• PROVIDED RECORDS
//! HTML parsing and element lookup.
//!
//! This module provides the [`Document`] and [`Element`] types, thin
//! wrappers over `scraper` that the resolvers query with CSS selectors.
//!
//! A document is parsed once. Title and date resolution read that original
//! view; content resolution reads a second, noise-free view derived with
//! [`Document::without_noise`], so stripping navigation or headers can never
//! hide a title or date signal.
//!
//! # Example
//!
//! ```rust
//! use lede_core::Document;
//!
//! let html = r#"
//!     <html>
//!         <body>
//!             <nav><p>Menu</p></nav>
//!             <p class="content">Paragraph</p>
//!         </body>
//!     </html>
//! "#;
//!
//! let doc = Document::parse(html).unwrap();
//! assert_eq!(doc.select("p").unwrap().len(), 2);
//! ```

use scraper::{Html, Selector};

use crate::locator::Locator;
use crate::preprocess::strip_noise;
use crate::{LedeError, Result};

/// Represents a parsed HTML document.
#[derive(Clone)]
pub struct Document {
    html: Html,
}

impl Document {
    /// Parses HTML from a string.
    ///
    /// Malformed markup is repaired by the HTML5 parsing algorithm, so this
    /// only fails on empty input.
    ///
    /// # Errors
    ///
    /// Returns [`LedeError::InvalidInput`] if `html` is empty or whitespace.
    pub fn parse(html: &str) -> Result<Self> {
        if html.trim().is_empty() {
            return Err(LedeError::InvalidInput("missing HTML".to_string()));
        }

        Ok(Self { html: Html::parse_document(html) })
    }

    /// Derives the noise-free view used for body extraction.
    ///
    /// The parsed tree is cloned and every element matched by one of `noise`
    /// is detached together with its subtree, so both views share the same
    /// HTML5 tree construction. `self` is left untouched.
    pub fn without_noise(&self, noise: &[Locator]) -> Document {
        let mut html = self.html.clone();
        strip_noise(&mut html, noise);
        Self { html }
    }

    /// Selects elements using a CSS selector.
    ///
    /// # Errors
    ///
    /// Returns [`LedeError::InternalError`] if the selector is invalid.
    ///
    /// # Example
    ///
    /// ```rust
    /// use lede_core::Document;
    ///
    /// let html = r#"<p class="content">First</p><p class="content">Second</p>"#;
    /// let doc = Document::parse(html).unwrap();
    /// let elements = doc.select("p.content").unwrap();
    /// assert_eq!(elements.len(), 2);
    /// ```
    pub fn select(&'_ self, selector: &str) -> Result<Vec<Element<'_>>> {
        let sel = compile(selector)?;
        Ok(self.html.select(&sel).map(|el| Element { element: el }).collect())
    }

    /// Selects the first element in document order matching a CSS selector.
    ///
    /// # Errors
    ///
    /// Returns [`LedeError::InternalError`] if the selector is invalid.
    pub fn select_first(&'_ self, selector: &str) -> Result<Option<Element<'_>>> {
        let sel = compile(selector)?;
        Ok(self.html.select(&sel).next().map(|el| Element { element: el }))
    }

}

/// A wrapper around scraper's ElementRef.
///
/// # Example
///
/// ```rust
/// use lede_core::Document;
///
/// let html = r#"<time datetime="2024-03-01">March 1</time>"#;
/// let doc = Document::parse(html).unwrap();
/// let time = &doc.select("time").unwrap()[0];
///
/// assert_eq!(time.text(), "March 1");
/// assert_eq!(time.attr("datetime"), Some("2024-03-01"));
/// ```
#[derive(Clone, Debug)]
pub struct Element<'a> {
    element: scraper::ElementRef<'a>,
}

impl<'a> Element<'a> {
    /// Gets the text content of this element.
    ///
    /// Returns the concatenation of all text nodes within this element.
    pub fn text(&self) -> String {
        self.element.text().collect()
    }

    /// Gets the value of an attribute.
    pub fn attr(&self, name: &str) -> Option<&str> {
        self.element.value().attr(name)
    }

    /// Selects descendant elements using a CSS selector.
    ///
    /// # Errors
    ///
    /// Returns [`LedeError::InternalError`] if the selector is invalid.
    pub fn select(&'_ self, selector: &str) -> Result<Vec<Element<'_>>> {
        let sel = compile(selector)?;
        Ok(self.element.select(&sel).map(|el| Element { element: el }).collect())
    }
}

fn compile(selector: &str) -> Result<Selector> {
    Selector::parse(selector).map_err(|e| LedeError::InternalError(format!("Invalid selector {}: {}", selector, e)))
}

#[cfg(test)]
mod tests {
    use super::*;

    const SAMPLE_HTML: &str = r#"
        <!DOCTYPE html>
        <html lang="en">
        <head>
            <meta charset="UTF-8">
            <title>Test Page</title>
        </head>
        <body>
            <header><h1>Site Heading</h1></header>
            <p class="content">Paragraph 1</p>
            <p class="content">Paragraph 2</p>
            <footer><time datetime="2024-01-01">Jan 1</time></footer>
        </body>
        </html>
    "#;

    #[test]
    fn test_parse_document() {
        let doc = Document::parse(SAMPLE_HTML).unwrap();
        assert_eq!(doc.select_first("title").unwrap().unwrap().text(), "Test Page");
    }

    #[test]
    fn test_parse_empty_is_invalid_input() {
        assert!(matches!(Document::parse("   \n"), Err(LedeError::InvalidInput(_))));
    }

    #[test]
    fn test_select_elements() {
        let doc = Document::parse(SAMPLE_HTML).unwrap();
        let elements = doc.select("p.content").unwrap();

        assert_eq!(elements.len(), 2);
        assert_eq!(elements[0].text(), "Paragraph 1");
        assert_eq!(elements[1].text(), "Paragraph 2");
    }

    #[test]
    fn test_select_first() {
        let doc = Document::parse(SAMPLE_HTML).unwrap();
        let first = doc.select_first("p.content").unwrap().unwrap();
        assert_eq!(first.text(), "Paragraph 1");
        assert!(doc.select_first("article").unwrap().is_none());
    }

    #[test]
    fn test_invalid_selector() {
        let doc = Document::parse(SAMPLE_HTML).unwrap();
        let result = doc.select("[[invalid");

        assert!(matches!(result, Err(LedeError::InternalError(_))));
    }

    #[test]
    fn test_without_noise_leaves_original_intact() {
        let doc = Document::parse(SAMPLE_HTML).unwrap();
        let clean = doc.without_noise(&[Locator::tag("header"), Locator::tag("footer")]);

        assert!(clean.select_first("h1").unwrap().is_none());
        assert!(clean.select_first("time").unwrap().is_none());
        assert_eq!(clean.select("p.content").unwrap().len(), 2);

        assert!(doc.select_first("h1").unwrap().is_some());
        assert!(doc.select_first("time").unwrap().is_some());
    }

    #[test]
    fn test_without_noise_follows_parsed_tree() {
        let html = "<article><p>Lead sentence.<aside>Aside words</aside> Orphaned tail.</p><p>Second.</p></article>";
        let doc = Document::parse(html).unwrap();
        let clean = doc.without_noise(&[Locator::tag("aside")]);

        let paragraphs: Vec<String> = clean.select("p").unwrap().iter().map(Element::text).collect();
        assert_eq!(paragraphs[0], "Lead sentence.");
        assert!(paragraphs.iter().all(|p| !p.contains("Aside words")));
        assert!(!paragraphs[0].contains("Orphaned tail"));
    }

    #[test]
    fn test_without_noise_nested_matches() {
        let html = r#"<div class="sidebar"><nav><p>Menu</p></nav></div><p>Kept</p>"#;
        let doc = Document::parse(html).unwrap();
        let clean = doc.without_noise(&[Locator::class("sidebar"), Locator::tag("nav")]);

        let paragraphs = clean.select("p").unwrap();
        assert_eq!(paragraphs.len(), 1);
        assert_eq!(paragraphs[0].text(), "Kept");
    }
}
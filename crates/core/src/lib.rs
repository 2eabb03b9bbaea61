//! Recover the title, publication date and body text of arbitrary web
//! articles, without site-specific configuration.
//!
//! ```rust
//! use lede_core::extract_html;
//!
//! let html = r#"<article><h1>Storm Warning</h1>
//!     <p>Paragraph one, long enough to count as real content for sure.</p>
//!     <p>Paragraph two, also sufficiently long to pass the extraction bar.</p>
//! </article>"#;
//!
//! let article = extract_html(html).unwrap();
//! assert_eq!(article.title.as_deref(), Some("Storm Warning"));
//! assert!(article.date.is_none());
//! ```

pub mod article;
pub mod config;
pub mod content;
pub mod date;
pub mod error;
pub mod extract;
pub mod fetch;
pub mod locator;
pub mod parse;
pub mod preprocess;
pub mod title;

pub use article::{OutputFormat, ParsedArticle};
pub use config::{ExtractConfig, ExtractConfigBuilder, Settings};
pub use content::{ParagraphThresholds, resolve_content};
pub use date::{DateLocale, format_date, format_date_in, looks_like_date, parse_date, resolve_date};
pub use error::{ErrorCode, LedeError, Result};
pub use extract::{Extractor, Stage, extract_html, parse_article};
#[cfg(feature = "fetch")]
pub use extract::{fetch_and_extract, fetch_and_extract_with_config};
pub use fetch::{FetchConfig, fetch_file, fetch_stdin, validate_url};
#[cfg(feature = "fetch")]
pub use fetch::fetch_url;
pub use locator::{Locator, Pick, Tier};
pub use parse::{Document, Element};
pub use preprocess::{default_noise, strip_noise};
pub use title::resolve_title;
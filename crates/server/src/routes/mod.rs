// HTTP routes
pub mod health;
pub mod parse;

pub use health::*;
pub use parse::*;
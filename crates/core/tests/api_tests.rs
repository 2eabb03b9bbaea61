//! Library API integration tests
use lede_core::*;

fn get_fixture_path(name: &str) -> String {
    format!("../../tests/fixtures/{}", name)
}

fn read_fixture(name: &str) -> String {
    std::fs::read_to_string(get_fixture_path(name)).unwrap()
}

#[test]
fn test_extract_html_api() {
    let article = extract_html(&read_fixture("article.html")).expect("should extract");

    assert_eq!(article.title.as_deref(), Some("Coastal Towns Brace for Spring Storm"));
    assert_eq!(article.date.as_deref(), Some("1 марта 2024 г."));

    let content = article.content.unwrap();
    assert_eq!(content.split("\n\n").count(), 3);
    assert!(content.starts_with("Residents along the northern coast"));
    assert!(content.ends_with("until Saturday morning."));
}

#[test]
fn test_noise_stays_out_of_content() {
    let content = extract_html(&read_fixture("article.html")).unwrap().content.unwrap();

    assert!(!content.contains("Subscribe today"));
    assert!(!content.contains("Share this story"));
    assert!(!content.contains("lighthouses"));
    assert!(!content.contains("Great reporting"));
    assert!(!content.contains("All rights reserved"));
    assert!(!content.contains("Short caption"));
}

#[test]
fn test_free_text_date_is_returned_as_written() {
    let article = extract_html(&read_fixture("dated_text.html")).expect("should extract");

    assert_eq!(article.title.as_deref(), Some("Мост на набережной откроют после ремонта"));
    assert_eq!(article.date.as_deref(), Some("12 апреля 2024"));
    assert!(article.content.unwrap().contains("приёмки работ"));
}

#[test]
fn test_empty_content_fixture() {
    let html = read_fixture("empty_content.html");

    let err = extract_html(&html).unwrap_err();
    assert!(matches!(err, LedeError::EmptyContent { length: 0, .. }));
    assert_eq!(err.code(), ErrorCode::ArticleEmptyContent);
    assert!(!err.is_retryable());

    let article = parse_article(&html).unwrap();
    assert_eq!(article.title.as_deref(), Some("Empty Page"));
    assert!(article.content.is_none());
}

#[test]
fn test_extractor_builder() {
    let config = ExtractConfig::builder()
        .min_content_chars(1000)
        .date_locale(DateLocale::En)
        .build();
    let extractor = Extractor::with_config(config);

    let html = read_fixture("article.html");
    assert!(matches!(extractor.extract_html(&html), Err(LedeError::EmptyContent { minimum: 1000, .. })));
    assert_eq!(extractor.parse_article(&html).unwrap().date.as_deref(), Some("1 March 2024"));
}

#[test]
fn test_settings_drive_extraction() {
    let settings = Settings::from_toml(
        r#"
        [extract]
        container_paragraph_chars = 5
        min_content_chars = 10
        "#,
    )
    .unwrap();

    let article = Extractor::with_config(settings.extract)
        .extract_html(&read_fixture("article.html"))
        .unwrap();
    assert!(article.content.unwrap().ends_with("Short caption."));
}

#[test]
fn test_article_output_formats() {
    let article = extract_html(&read_fixture("article.html")).unwrap();

    let json: serde_json::Value = serde_json::from_str(&article.to_json(false).unwrap()).unwrap();
    assert_eq!(json.as_object().unwrap().len(), 3);
    assert_eq!(json["title"], "Coastal Towns Brace for Spring Storm");

    let text = article.to_text();
    assert!(text.starts_with("Coastal Towns Brace for Spring Storm\n\n1 марта 2024 г.\n\n"));
}

#[test]
fn test_resolvers_are_independent() {
    let doc = Document::parse(&read_fixture("article.html")).unwrap();

    assert_eq!(resolve_title(&doc), resolve_title(&doc));
    assert_eq!(resolve_date(&doc), Some("1 марта 2024 г.".to_string()));

    let clean = doc.without_noise(&default_noise());
    assert!(resolve_content(&clean).is_some());
    assert_eq!(resolve_title(&doc).as_deref(), Some("Coastal Towns Brace for Spring Storm"));
}
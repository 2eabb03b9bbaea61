//! Application setup: shared state, routes and middleware.

use std::sync::Arc;

use axum::Router;
use axum::extract::Request;
use axum::http::Method;
use axum::http::header::CONTENT_TYPE;
use axum::routing::{get, post};
use lede_core::{Extractor, FetchConfig, Settings};
use tower_http::compression::CompressionLayer;
use tower_http::cors::{Any, CorsLayer};
use tower_http::trace::TraceLayer;
use uuid::Uuid;

use crate::routes::{health_handler, parse_handler};

/// Shared application state
#[derive(Clone)]
pub struct AppState {
    pub extractor: Arc<Extractor>,
    pub fetch: Arc<FetchConfig>,
}

impl AppState {
    pub fn new(settings: Settings) -> Self {
        Self { extractor: Arc::new(Extractor::with_config(settings.extract)), fetch: Arc::new(settings.fetch) }
    }
}

/// Build the Axum application router
pub fn build_app(state: AppState) -> Router {
    let cors = CorsLayer::new()
        .allow_origin(Any)
        .allow_methods([Method::GET, Method::POST])
        .allow_headers([CONTENT_TYPE]);

    let trace = TraceLayer::new_for_http().make_span_with(|request: &Request| {
        tracing::info_span!(
            "request",
            id = %Uuid::new_v4(),
            method = %request.method(),
            uri = %request.uri(),
        )
    });

    Router::new()
        .route("/api/parse", post(parse_handler))
        .route("/health", get(health_handler))
        .layer(CompressionLayer::new())
        .layer(cors)
        .layer(trace)
        .with_state(state)
}
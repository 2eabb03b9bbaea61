use crate::locator::Locator;
use crate::parse::{Document, Element};

/// Separator placed between paragraphs of the resolved body.
pub const PARAGRAPH_SEPARATOR: &str = "\n\n";

/// Article body containers in priority order.
pub fn container_tiers() -> Vec<Locator> {
    vec![
        Locator::tag("article"),
        Locator::attr("role", "article"),
        Locator::class("post-content"),
        Locator::class("article-content"),
        Locator::class("entry-content"),
        Locator::class("content"),
        Locator::class("post-body"),
        Locator::class("article-body"),
        Locator::tag("main"),
        Locator::class("main-content"),
    ]
}

/// Paragraph length limits for body resolution.
#[derive(Debug, Clone, Copy, PartialEq, Eq)]
pub struct ParagraphThresholds {
    /// Paragraphs inside a known container must be longer than this.
    pub container: usize,
    /// Paragraphs found by the whole-document fallback must be longer than this.
    pub fallback: usize,
}

impl Default for ParagraphThresholds {
    fn default() -> Self {
        Self { container: 20, fallback: 50 }
    }
}

/// Resolve the article body from a noise-free view with default settings.
pub fn resolve_content(doc: &Document) -> Option<String> {
    resolve_content_with(doc, &container_tiers(), ParagraphThresholds::default())
}

/// Resolve the article body from a noise-free view.
///
/// The first container tier holding at least one qualifying paragraph wins;
/// later tiers are not consulted. If none does, every paragraph in the
/// document is considered against the stricter fallback threshold.
/// Paragraphs are joined with a blank line.
pub fn resolve_content_with(doc: &Document, containers: &[Locator], limits: ParagraphThresholds) -> Option<String> {
    for (tier, locator) in containers.iter().enumerate() {
        let Some(container) = locator.first(doc) else {
            continue;
        };

        let paragraphs = qualifying_paragraphs(&container.select("p").unwrap_or_default(), limits.container);
        if !paragraphs.is_empty() {
            tracing::debug!(tier, locator = %locator, paragraphs = paragraphs.len(), "content container resolved");
            return Some(paragraphs.join(PARAGRAPH_SEPARATOR));
        }
    }

    let paragraphs = qualifying_paragraphs(&doc.select("p").unwrap_or_default(), limits.fallback);
    if paragraphs.is_empty() {
        tracing::debug!("no qualifying paragraphs");
        return None;
    }

    tracing::debug!(paragraphs = paragraphs.len(), "content resolved by document-wide fallback");
    Some(paragraphs.join(PARAGRAPH_SEPARATOR))
}

fn qualifying_paragraphs(elements: &[Element<'_>], min_chars: usize) -> Vec<String> {
    elements
        .iter()
        .filter_map(|p| {
            let text = p.text();
            let text = text.trim();
            if text.chars().count() > min_chars { Some(text.to_string()) } else { None }
        })
        .collect()
}
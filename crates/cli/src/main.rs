use std::fs;
use std::io;
use std::path::PathBuf;
use std::process::ExitCode;
use std::str::FromStr;
use std::time::Instant;

use anyhow::Context;
use clap::{CommandFactory, Parser};
use clap_complete::Shell;
use lede_core::{
    DateLocale, Extractor, FetchConfig, LedeError, OutputFormat, Settings, fetch_file, fetch_stdin, fetch_url,
};
use owo_colors::OwoColorize;
use tracing_subscriber::layer::SubscriberExt;
use tracing_subscriber::util::SubscriberInitExt;
use tracing_subscriber::{EnvFilter, fmt};
use url::Url;

mod echo;

use echo::{
    format_size, print_banner, print_error, print_field, print_info, print_step, print_success, print_timing,
    print_warning,
};

const VERSION: &str = env!("CARGO_PKG_VERSION");

/// Output format for the extracted article
#[derive(Debug, Clone, Copy, PartialEq, Eq)]
enum Format {
    Json,
    Text,
}

impl FromStr for Format {
    type Err = String;

    fn from_str(s: &str) -> Result<Self, Self::Err> {
        match s.to_lowercase().as_str() {
            "json" => Ok(Self::Json),
            "text" | "txt" => Ok(Self::Text),
            _ => Err(format!("Invalid format: {}. Valid options: json, text", s)),
        }
    }
}

impl From<Format> for OutputFormat {
    fn from(format: Format) -> Self {
        match format {
            Format::Json => OutputFormat::Json,
            Format::Text => OutputFormat::PlainText,
        }
    }
}

/// Extract the title, publication date and body text of a web article
#[derive(Parser, Debug)]
#[command(name = "lede")]
#[command(version)]
#[command(about = "Extract the title, date and body of web articles", long_about = None)]
struct Args {
    /// URL to fetch, local HTML file, or "-" for stdin
    #[arg(value_name = "INPUT", required_unless_present = "completions")]
    input: Option<String>,

    /// Output file (default: stdout)
    #[arg(short, long, value_name = "FILE")]
    output: Option<PathBuf>,

    /// Output format (json, text)
    #[arg(short, long, default_value = "json", value_name = "FORMAT")]
    format: Format,

    /// Pretty-print JSON output
    #[arg(long)]
    pretty: bool,

    /// HTTP timeout in seconds [default: 15]
    #[arg(long, value_name = "SECS")]
    timeout: Option<u64>,

    /// Custom User-Agent for HTTP requests
    #[arg(long, value_name = "UA")]
    user_agent: Option<String>,

    /// Minimum body length in characters [default: 100]
    #[arg(long, value_name = "NUM")]
    min_content: Option<usize>,

    /// Language for rendered dates (ru, en)
    #[arg(long, value_name = "LOCALE")]
    locale: Option<DateLocale>,

    /// Settings file (default: <config dir>/lede/config.toml)
    #[arg(short, long, value_name = "FILE")]
    config: Option<PathBuf>,

    /// Print whatever was found, even if the body is missing or short
    #[arg(long)]
    no_validate: bool,

    /// Enable debug logging
    #[arg(short, long)]
    verbose: bool,

    /// Generate shell completion script
    #[arg(long, value_name = "SHELL")]
    completions: Option<Shell>,
}

impl Args {
    /// Command-line flags win over the settings file.
    fn apply(&self, mut settings: Settings) -> Settings {
        if let Some(timeout) = self.timeout {
            settings.fetch.timeout = timeout;
        }
        if let Some(user_agent) = &self.user_agent {
            settings.fetch.user_agent.clone_from(user_agent);
        }
        if let Some(min_content) = self.min_content {
            settings.extract.min_content_chars = min_content;
        }
        if let Some(locale) = self.locale {
            settings.extract.date_locale = locale;
        }
        settings
    }
}

fn init_tracing(verbose: bool) {
    let fallback = if verbose { "lede_core=debug,lede=debug" } else { "warn" };

    tracing_subscriber::registry()
        .with(EnvFilter::try_from_default_env().unwrap_or_else(|_| fallback.into()))
        .with(fmt::layer().with_writer(io::stderr).with_target(false))
        .init();
}

fn is_url(input: &str) -> bool {
    Url::parse(input).is_ok_and(|url| matches!(url.scheme(), "http" | "https"))
}

async fn read_input(input: &str, fetch_config: &FetchConfig, verbose: bool) -> anyhow::Result<String> {
    if input == "-" {
        if verbose {
            print_step(1, 3, "Reading from stdin");
        }
        fetch_stdin().context("Failed to read from stdin")
    } else if is_url(input) {
        if verbose {
            print_step(1, 3, &format!("Fetching from {}", input.bright_white().underline()));
        }
        fetch_url(input, fetch_config).await.context("Failed to fetch URL")
    } else {
        if verbose {
            print_step(1, 3, &format!("Reading from file {}", input.bright_white()));
        }
        fetch_file(input).with_context(|| format!("Failed to read file: {}", input))
    }
}

/// Prints the failure chain and, for extraction failures, the stable error code.
fn report(err: &anyhow::Error) {
    print_error(&format!("{:#}", err));

    if let Some(cause) = err.downcast_ref::<LedeError>() {
        let code = cause.code();
        print_field("Code", code.as_str());
        print_field("Hint", code.message());
        if cause.is_retryable() {
            print_field("Retryable", "yes");
        }
    }
}

#[tokio::main]
async fn main() -> ExitCode {
    let args = Args::parse();

    if let Some(shell) = args.completions {
        clap_complete::generate(shell, &mut Args::command(), "lede", &mut io::stdout());
        return ExitCode::SUCCESS;
    }

    match run(args).await {
        Ok(()) => ExitCode::SUCCESS,
        Err(err) => {
            report(&err);
            ExitCode::FAILURE
        }
    }
}

async fn run(args: Args) -> anyhow::Result<()> {
    let input = args.input.as_deref().context("INPUT is required")?;

    init_tracing(args.verbose);

    if args.verbose {
        print_banner();
        print_info("Debug logging enabled");
        eprintln!();
    }

    let settings = args.apply(Settings::discover(args.config.as_deref()).context("Failed to load settings")?);

    let started = Instant::now();
    let html = read_input(input, &settings.fetch, args.verbose).await?;
    let read_time = started.elapsed();

    if args.verbose {
        print_field("Size", &format_size(html.len()));
        print_timing("Read", read_time);
        eprintln!();
        print_step(2, 3, "Extracting article");
    }

    let extractor = Extractor::with_config(settings.extract);
    let started = Instant::now();
    let result = if args.no_validate { extractor.parse_article(&html) } else { extractor.extract_html(&html) };
    let article = result.context("Failed to extract article")?;
    let extract_time = started.elapsed();

    if args.verbose {
        print_field("Title", article.title.as_deref().unwrap_or("-"));
        print_field("Date", article.date.as_deref().unwrap_or("-"));
        print_field("Content", &format!("{} chars", article.content_len()));
        print_timing("Extract", extract_time);
        eprintln!();
        print_step(3, 3, "Writing output");
    }

    if args.no_validate && article.content.is_none() {
        print_warning("No article body found");
    }

    let output = article
        .to_format(args.format.into(), args.pretty)
        .context("Failed to render output")?;

    match args.output {
        Some(path) => {
            fs::write(&path, output).with_context(|| format!("Failed to write to file: {}", path.display()))?;
            print_success(&format!("Output written to {}", path.display().bright_white()));
        }
        None => {
            println!("{}", output);
        }
    }

    Ok(())
}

• PROMPT
Tell how many lines in the material contain the word "ExitCode". Only the number is wanted.

• ANSWER AREA
5